▸ WHAT YOU ARE ASKED TO DO: Copy the result of filtering the entries below for lines that include the string "Stopped".

[Saved entries]
+ + + + + + +

//! Concrete commands for the common device kinds.
//!
//! Each command is a stateless value object; its wire form is the tuple the device
//! worker on the server unpacks, in that order.

use serde::{Deserialize, Serialize};
use serde_json::{json, Value};

use super::command::Command;

/// Pump operating mode.
#[allow(missing_docs)]
#[derive(Debug, Clone, Copy, PartialEq, Eq, Serialize, Deserialize)]
#[serde(into = "u8", try_from = "u8")]
#[repr(u8)]
pub enum PumpMode {
    Continuous = 0,
    Finite = 1,
}

/// Pump rotation.
#[allow(missing_docs)]
#[derive(Debug, Clone, Copy, PartialEq, Eq, Serialize, Deserialize)]
#[serde(into = "u8", try_from = "u8")]
#[repr(u8)]
pub enum PumpStatus {
    Stopped = 0,
    Clockwise = 1,
    CounterClockwise = 2,
}

/// Units a pump rate is expressed in.
#[allow(missing_docs)]
#[derive(Debug, Clone, Copy, PartialEq, Eq, Serialize, Deserialize)]
#[serde(into = "u8", try_from = "u8")]
#[repr(u8)]
pub enum RateUnits {
    Rpm = 0,
    UlMin = 1,
    UlHr = 2,
    MlMin = 3,
    MlHr = 4,
}

/// Units bounding a finite pump run.
#[allow(missing_docs)]
#[derive(Debug, Clone, Copy, PartialEq, Eq, Serialize, Deserialize)]
#[serde(into = "u8", try_from = "u8")]
#[repr(u8)]
pub enum FiniteUnits {
    Steps = 0,
    Seconds = 1,
    Minutes = 2,
    Degrees = 3,
    Ml = 4,
    Ul = 5,
    Revolutions = 6,
}

macro_rules! wire_code {
    ($ty:ident { $($variant:ident),+ $(,)? }) => {
        impl From<$ty> for u8 {
            fn from(value: $ty) -> u8 {
                value as u8
            }
        }

        impl TryFrom<u8> for $ty {
            type Error = String;

            fn try_from(code: u8) -> Result<Self, Self::Error> {
                [$($ty::$variant),+]
                    .into_iter()
                    .find(|v| *v as u8 == code)
                    .ok_or_else(|| format!("unknown {} code {code}", stringify!($ty)))
            }
        }
    };
}

wire_code!(PumpMode { Continuous, Finite });
wire_code!(PumpStatus { Stopped, Clockwise, CounterClockwise });
wire_code!(RateUnits { Rpm, UlMin, UlHr, MlMin, MlHr });
wire_code!(FiniteUnits { Steps, Seconds, Minutes, Degrees, Ml, Ul, Revolutions });

/// Start a pump channel.
#[derive(Debug, Clone, Copy, PartialEq)]
pub struct StartPump {
    /// Continuous or finite run
    pub mode: PumpMode,
    /// Rotation direction
    pub direction: PumpStatus,
    /// Units of `rate_value`
    pub rate_units: RateUnits,
    /// Target rate
    pub rate_value: f64,
    /// Run length for finite mode, `None` for a continuous run
    pub finite_value: Option<f64>,
    /// Units of `finite_value`
    pub finite_units: Option<FiniteUnits>,
}

impl StartPump {
    /// Continuous run at `rate_value` in `rate_units`
    #[must_use]
    pub fn continuous(direction: PumpStatus, rate_units: RateUnits, rate_value: f64) -> Self {
        Self {
            mode: PumpMode::Continuous,
            direction,
            rate_units,
            rate_value,
            finite_value: None,
            finite_units: None,
        }
    }

    /// Run for `finite_value` `finite_units`, then stop
    #[must_use]
    pub fn finite(
        direction: PumpStatus,
        rate_units: RateUnits,
        rate_value: f64,
        finite_value: f64,
        finite_units: FiniteUnits,
    ) -> Self {
        Self {
            mode: PumpMode::Finite,
            direction,
            rate_units,
            rate_value,
            finite_value: Some(finite_value),
            finite_units: Some(finite_units),
        }
    }
}

impl Command for StartPump {
    fn to_command(&self) -> Value {
        json!([
            u8::from(self.mode),
            u8::from(self.direction),
            u8::from(self.rate_units),
            self.rate_value,
            self.finite_value,
            self.finite_units.map(u8::from),
        ])
    }
}

/// Stop a pump channel.
#[derive(Debug, Clone, Copy, Default, PartialEq, Eq)]
pub struct StopPump;

impl Command for StopPump {
    fn to_command(&self) -> Value {
        json!(0)
    }
}

/// Change the rate of a running pump channel.
#[derive(Debug, Clone, Copy, PartialEq)]
pub struct ChangePumpSpeed {
    /// Units of `rate_value`
    pub rate_units: RateUnits,
    /// New rate
    pub rate_value: f64,
}

impl Command for ChangePumpSpeed {
    fn to_command(&self) -> Value {
        json!([u8::from(self.rate_units), self.rate_value])
    }
}

/// Move a valve to a fractional opening.
#[derive(Debug, Clone, Copy, PartialEq)]
pub struct SetValvePosition {
    /// Opening in `0.0..=1.0`
    pub pct_open: f64,
}

impl Command for SetValvePosition {
    fn to_command(&self) -> Value {
        json!(self.pct_open.clamp(0.0, 1.0))
    }
}

/// Zero a sensor channel (balance, pressure transducer).
#[derive(Debug, Clone, Copy, Default, PartialEq, Eq)]
pub struct Tare;

impl Command for Tare {
    fn to_command(&self) -> Value {
        json!(1)
    }
}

+ + + + + + +

▸ EXERCISE ANSWER:
    Stopped = 0,
wire_code!(PumpStatus { Stopped, Clockwise, CounterClockwise });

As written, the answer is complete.